Start of Available records

//! # In-Memory Collaborators
//!
//! A snapshot source and a change feed that live entirely in the process.
//! Used by tests and by the live runner's dry mode.

use std::collections::HashMap;
use std::sync::atomic::{AtomicU64, AtomicUsize, Ordering};
use std::sync::{Arc, Mutex, PoisonError};
use tokio::sync::{mpsc, Semaphore};
use tokio_util::sync::CancellationToken;

use crate::core::collaborator::{ChangeFeed, SnapshotSource};
use crate::core::error::SyncError;
use crate::core::model::{MetricRow, RawChangeEvent};

/// Lets a gated `MemorySnapshot` answer one pending fetch.
#[derive(Clone)]
pub struct SnapshotGate(Arc<Semaphore>);

impl SnapshotGate {
    /// Releases exactly one fetch.
    pub fn release(&self) {
        self.0.add_permits(1);
    }
}

/// # Memory Snapshot
///
/// Returns a fixed set of rows, optionally failing or waiting on a gate.
pub struct MemorySnapshot {
    rows: Mutex<Vec<MetricRow>>,
    failure: Mutex<Option<String>>,
    gate: Option<Arc<Semaphore>>,
    fetches: AtomicUsize,
}

impl MemorySnapshot {
    /// Answers every fetch immediately with `rows`.
    pub fn new(rows: Vec<MetricRow>) -> Self {
        Self {
            rows: Mutex::new(rows),
            failure: Mutex::new(None),
            gate: None,
            fetches: AtomicUsize::new(0),
        }
    }

    /// Fails every fetch with `TransientFetch(message)`.
    pub fn failing(message: &str) -> Self {
        let source = Self::new(Vec::new());
        source.set_failure(Some(message));
        source
    }

    /// Holds each fetch until the returned gate is released.
    pub fn gated(rows: Vec<MetricRow>) -> (Self, SnapshotGate) {
        let semaphore = Arc::new(Semaphore::new(0));
        let source = Self {
            gate: Some(Arc::clone(&semaphore)),
            ..Self::new(rows)
        };
        (source, SnapshotGate(semaphore))
    }

    /// Replaces the rows served by later fetches.
    pub fn set_rows(&self, rows: Vec<MetricRow>) {
        *self.rows.lock().unwrap_or_else(PoisonError::into_inner) = rows;
    }

    /// Makes later fetches fail (`Some`) or succeed (`None`).
    pub fn set_failure(&self, message: Option<&str>) {
        *self.failure.lock().unwrap_or_else(PoisonError::into_inner) = message.map(str::to_string);
    }

    /// Number of fetches started so far.
    pub fn fetch_count(&self) -> usize {
        self.fetches.load(Ordering::SeqCst)
    }
}

impl SnapshotSource for MemorySnapshot {
    async fn fetch(&self) -> Result<Vec<MetricRow>, SyncError> {
        self.fetches.fetch_add(1, Ordering::SeqCst);

        if let Some(gate) = &self.gate {
            gate.acquire()
                .await
                .map_err(|e| SyncError::TransientFetch(e.to_string()))?
                .forget();
        }

        if let Some(message) = self.failure.lock().unwrap_or_else(PoisonError::into_inner).clone() {
            return Err(SyncError::TransientFetch(message));
        }
        Ok(self.rows.lock().unwrap_or_else(PoisonError::into_inner).clone())
    }
}

type SenderTable = Arc<Mutex<HashMap<String, (u64, mpsc::Sender<RawChangeEvent>)>>>;

/// # Memory Feed
///
/// Each `open` creates a bounded channel; tests push events with `publish`.
/// A topic's sender is dropped as soon as its cancellation token fires.
pub struct MemoryFeed {
    capacity: usize,
    senders: SenderTable,
    opens: AtomicUsize,
    next_id: AtomicU64,
    fail_next: Mutex<Option<String>>,
}

impl MemoryFeed {
    /// Creates a feed whose channels hold up to `capacity` events.
    pub fn new(capacity: usize) -> Self {
        Self {
            capacity: capacity.max(1),
            senders: Arc::new(Mutex::new(HashMap::new())),
            opens: AtomicUsize::new(0),
            next_id: AtomicU64::new(1),
            fail_next: Mutex::new(None),
        }
    }

    /// Makes the next `open` fail with `SyncError::Feed(message)`.
    pub fn fail_next_open(&self, message: &str) {
        *self.fail_next.lock().unwrap_or_else(PoisonError::into_inner) = Some(message.to_string());
    }

    /// Delivers `event` on `topic`. Returns `false` if the topic is not open.
    pub async fn publish(&self, topic: &str, event: RawChangeEvent) -> bool {
        match self.sender(topic) {
            Some(tx) => tx.send(event).await.is_ok(),
            None => false,
        }
    }

    /// A raw sender for `topic`, bypassing the open/closed bookkeeping.
    pub fn sender(&self, topic: &str) -> Option<mpsc::Sender<RawChangeEvent>> {
        let senders = self.senders.lock().unwrap_or_else(PoisonError::into_inner);
        senders.get(topic).map(|(_, tx)| tx.clone())
    }

    /// Whether `topic` currently has an open channel.
    pub fn is_open(&self, topic: &str) -> bool {
        let senders = self.senders.lock().unwrap_or_else(PoisonError::into_inner);
        senders.get(topic).is_some_and(|(_, tx)| !tx.is_closed())
    }

    /// Drops the sender for `topic`, as a remote hang-up would.
    pub fn close(&self, topic: &str) -> bool {
        let mut senders = self.senders.lock().unwrap_or_else(PoisonError::into_inner);
        senders.remove(topic).is_some()
    }

    /// Number of successful opens.
    pub fn open_count(&self) -> usize {
        self.opens.load(Ordering::SeqCst)
    }
}

impl ChangeFeed for MemoryFeed {
    async fn open(&self, topic: &str, token: CancellationToken) -> Result<mpsc::Receiver<RawChangeEvent>, SyncError> {
        if let Some(message) = self.fail_next.lock().unwrap_or_else(PoisonError::into_inner).take() {
            return Err(SyncError::Feed(message));
        }

        let (tx, rx) = mpsc::channel(self.capacity);
        let id = self.next_id.fetch_add(1, Ordering::Relaxed);
        self.senders
            .lock()
            .unwrap_or_else(PoisonError::into_inner)
            .insert(topic.to_string(), (id, tx));
        self.opens.fetch_add(1, Ordering::SeqCst);

        let senders = Arc::clone(&self.senders);
        let topic = topic.to_string();
        tokio::spawn(async move {
            token.cancelled().await;
            let mut senders = senders.lock().unwrap_or_else(PoisonError::into_inner);
            if senders.get(&topic).is_some_and(|(owner, _)| *owner == id) {
                senders.remove(&topic);
                log::debug!("Memory feed '{}' released.", topic);
            }
        });

        Ok(rx)
    }
}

End of Available records

▶ Exercise objective: Tally the lines of the material above that include the word "AtomicUsize", then state that tally alone.

▶ Exercise answer: 5